5.3.Severability.  Whenever possible, each provision of this Agreement will be interpreted in such manner as to be effective and valid under applicable law, but if any provision of this Agreement is held to be invalid, illegal or unenforceable in any respect under any applicable law or rule in any jurisdiction, such invalidity, illegality or unenforceability will not affect any other provision or any other jurisdiction, but this Agreement will be reformed, construed and enforced in such jurisdiction as if such invalid, illegal or unenforceable provisions had never been contained herein.

5.4.Waiver.  If either party should waive any breach of any provisions of this Agreement, they shall not thereby be deemed to have waived any preceding or succeeding breach of the same or any other provision of this Agreement.

5.5.Complete Agreement.  This Agreement, together with the Indemnification Agreement between the Company and Executive, dated as of [_____________], as may be amended from time to time, constitute the entire agreement between Executive and the Company and is the complete, final, and exclusive embodiment of their agreement with regard to this subject matter, and will supersede all prior agreements, understandings, discussions, negotiations and undertakings, whether written or oral, between the parties with respect to the subject matter hereof.  This Agreement is entered into without reliance on any promise or representation other than those expressly contained herein or therein, and cannot be modified or amended except in a writing signed by a duly-authorized officer of the Company and Executive.

5.6.Counterparts.  This Agreement may be executed in separate counterparts, any one of which need not contain signatures of more than one party, but all of which taken together will constitute one and the same Agreement.

5.7.Headings.  The headings of the sections hereof are inserted for convenience only and shall not be deemed to constitute a part hereof nor to affect the meaning thereof.

5.8.Successors and Assigns.  This Agreement is intended to bind and inure to the benefit of and be enforceable by Executive and the Company, and their respective successors, assigns, heirs, executors and administrators, except that Executive may not assign his rights or delegate his duties or obligations hereunder without the prior written consent of the Company.
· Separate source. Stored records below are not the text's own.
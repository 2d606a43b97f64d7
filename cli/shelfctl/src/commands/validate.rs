//! Validate command: check a format file for configuration errors.

use std::path::PathBuf;

use anyhow::{bail, Result};
use clap::Args;
use colored::Colorize;

use shelfmark_format::validate;

use crate::output::print_success;

#[derive(Debug, Args)]
pub struct ValidateArgs {
    /// Path to a format JSON file.
    file: PathBuf,
}

pub fn run(args: ValidateArgs) -> Result<()> {
    let format = super::load_format(&args.file)?;
    let errors = validate(&format);

    if errors.is_empty() {
        print_success(&format!(
            "{} element(s), no validation errors.",
            format.len()
        ));
        return Ok(());
    }

    for error in &errors {
        eprintln!("  {} {}", "-".red(), error);
    }
    bail!("format has {} validation error(s)", errors.len());
}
5.9.Arbitration.  Unless otherwise prohibited by law or specified below, all disputes, claims and causes of action, in law or equity, arising from or relating to this Agreement or its enforcement, performance, breach, or interpretation (each, a “Claim”) shall be resolved solely and exclusively by final and binding arbitration held in Orange County, California through Judicial Arbitration & Mediation Services (“JAMS”) in conformity with the then-existing JAMS employment arbitration rules and California law.  The arbitrator shall: (a) provide adequate discovery for the resolution of the dispute; and (b) issue a written arbitration decision, to include the arbitrator’s essential findings and conclusions and a statement of the award.  However, nothing in this section is intended to prevent either party from obtaining injunctive relief in court to prevent irreparable harm pending the conclusion of any such arbitration.  The Company shall bear the costs of any such arbitration.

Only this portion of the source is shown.